### Task instructions
Give back every line of the data below exactly.

### Data for this exercise
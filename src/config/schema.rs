//! Configuration schema definitions.
//!
//! All types derive Serde traits for deserialization from TOML config
//! files; every section has usable defaults.

use serde::{Deserialize, Serialize};

/// Root configuration for the proxy frontend.
#[derive(Debug, Clone, Deserialize, Serialize, Default)]
#[serde(default)]
pub struct ProxyConfig {
    /// Client-facing listener.
    pub listener: ListenerConfig,

    /// Backend control listener.
    pub control: ControlConfig,

    /// Endpoint definitions: named services backends may join.
    pub endpoints: Vec<EndpointConfig>,

    /// Debug-handler access control.
    pub debug: DebugConfig,

    /// Observability settings.
    pub observability: ObservabilityConfig,
}

/// Client-facing listener configuration.
#[derive(Debug, Clone, Deserialize, Serialize)]
#[serde(default)]
pub struct ListenerConfig {
    /// Bind address (e.g. "0.0.0.0:8080").
    pub bind_address: String,

    /// Optional TLS termination, handled by an external acceptor. Its
    /// presence marks requests as https for X-Forwarded-Proto.
    pub tls: Option<TlsConfig>,

    /// Per-request timeout in seconds.
    pub request_timeout_secs: u64,
}

impl Default for ListenerConfig {
    fn default() -> Self {
        Self {
            bind_address: "0.0.0.0:8080".to_string(),
            tls: None,
            request_timeout_secs: 30,
        }
    }
}

/// TLS material locations for the external acceptor.
#[derive(Debug, Clone, Deserialize, Serialize)]
pub struct TlsConfig {
    pub cert_path: String,
    pub key_path: String,
}

/// Control-channel listener configuration.
#[derive(Debug, Clone, Deserialize, Serialize)]
#[serde(default)]
pub struct ControlConfig {
    /// Bind address backends dial (e.g. "0.0.0.0:8090").
    pub bind_address: String,

    /// Base interval between liveness pings, jittered per ping.
    pub ping_delay_secs: u64,
}

impl Default for ControlConfig {
    fn default() -> Self {
        Self {
            bind_address: "0.0.0.0:8090".to_string(),
            ping_delay_secs: 30,
        }
    }
}

/// One named service backends can register for.
#[derive(Debug, Clone, Deserialize, Serialize)]
pub struct EndpointConfig {
    /// Unique endpoint name; backends register with it.
    pub name: String,

    /// Routing pattern, `<domain>/<path>` with the domain optional.
    pub root: String,

    /// Header names always forwarded, overriding the built-in tables.
    #[serde(default)]
    pub allow_headers: Vec<String>,

    /// Header names always removed, overriding the built-in tables.
    #[serde(default)]
    pub strip_headers: Vec<String>,

    /// Request-body cap in bytes; 0 means unlimited.
    #[serde(default)]
    pub body_size_limit: u64,
}

/// Debug-handler access control.
#[derive(Debug, Clone, Deserialize, Serialize)]
#[serde(default)]
pub struct DebugConfig {
    /// Register the debug handlers at all.
    pub enabled: bool,

    /// CIDR networks allowed to reach the debug handlers. Empty means the
    /// built-in loopback + link-local + private set.
    pub networks: Vec<String>,
}

impl Default for DebugConfig {
    fn default() -> Self {
        Self {
            enabled: true,
            networks: Vec::new(),
        }
    }
}

/// Observability configuration.
#[derive(Debug, Clone, Deserialize, Serialize)]
#[serde(default)]
pub struct ObservabilityConfig {
    /// Default log filter when RUST_LOG is unset.
    pub log_filter: String,
}

impl Default for ObservabilityConfig {
    fn default() -> Self {
        Self {
            log_filter: "gofr=info,tower_http=info".to_string(),
        }
    }
}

### Output
filename src/config/schema.rs
//! Configuration schema definitions.
//!
//! All types derive Serde traits for deserialization from TOML config
//! files; every section has usable defaults.

use serde::{Deserialize, Serialize};

/// Root configuration for the proxy frontend.
#[derive(Debug, Clone, Deserialize, Serialize, Default)]
#[serde(default)]
pub struct ProxyConfig {
    /// Client-facing listener.
    pub listener: ListenerConfig,

    /// Backend control listener.
    pub control: ControlConfig,

    /// Endpoint definitions: named services backends may join.
    pub endpoints: Vec<EndpointConfig>,

    /// Debug-handler access control.
    pub debug: DebugConfig,

    /// Observability settings.
    pub observability: ObservabilityConfig,
}

/// Client-facing listener configuration.
#[derive(Debug, Clone, Deserialize, Serialize)]
#[serde(default)]
pub struct ListenerConfig {
    /// Bind address (e.g. "0.0.0.0:8080").
    pub bind_address: String,

    /// Optional TLS termination, handled by an external acceptor. Its
    /// presence marks requests as https for X-Forwarded-Proto.
    pub tls: Option<TlsConfig>,

    /// Per-request timeout in seconds.
    pub request_timeout_secs: u64,
}

impl Default for ListenerConfig {
    fn default() -> Self {
        Self {
            bind_address: "0.0.0.0:8080".to_string(),
            tls: None,
            request_timeout_secs: 30,
        }
    }
}

/// TLS material locations for the external acceptor.
#[derive(Debug, Clone, Deserialize, Serialize)]
pub struct TlsConfig {
    pub cert_path: String,
    pub key_path: String,
}

/// Control-channel listener configuration.
#[derive(Debug, Clone, Deserialize, Serialize)]
#[serde(default)]
pub struct ControlConfig {
    /// Bind address backends dial (e.g. "0.0.0.0:8090").
    pub bind_address: String,

    /// Base interval between liveness pings, jittered per ping.
    pub ping_delay_secs: u64,
}

impl Default for ControlConfig {
    fn default() -> Self {
        Self {
            bind_address: "0.0.0.0:8090".to_string(),
            ping_delay_secs: 30,
        }
    }
}

/// One named service backends can register for.
#[derive(Debug, Clone, Deserialize, Serialize)]
pub struct EndpointConfig {
    /// Unique endpoint name; backends register with it.
    pub name: String,

    /// Routing pattern, `<domain>/<path>` with the domain optional.
    pub root: String,

    /// Header names always forwarded, overriding the built-in tables.
    #[serde(default)]
    pub allow_headers: Vec<String>,

    /// Header names always removed, overriding the built-in tables.
    #[serde(default)]
    pub strip_headers: Vec<String>,

    /// Request-body cap in bytes; 0 means unlimited.
    #[serde(default)]
    pub body_size_limit: u64,
}

/// Debug-handler access control.
#[derive(Debug, Clone, Deserialize, Serialize)]
#[serde(default)]
pub struct DebugConfig {
    /// Register the debug handlers at all.
    pub enabled: bool,

    /// CIDR networks allowed to reach the debug handlers. Empty means the
    /// built-in loopback + link-local + private set.
    pub networks: Vec<String>,
}

impl Default for DebugConfig {
    fn default() -> Self {
        Self {
            enabled: true,
            networks: Vec::new(),
        }
    }
}

/// Observability configuration.
#[derive(Debug, Clone, Deserialize, Serialize)]
#[serde(default)]
pub struct ObservabilityConfig {
    /// Default log filter when RUST_LOG is unset.
    pub log_filter: String,
}

impl Default for ObservabilityConfig {
    fn default() -> Self {
        Self {
            log_filter: "gofr=info,tower_http=info".to_string(),
        }
    }
}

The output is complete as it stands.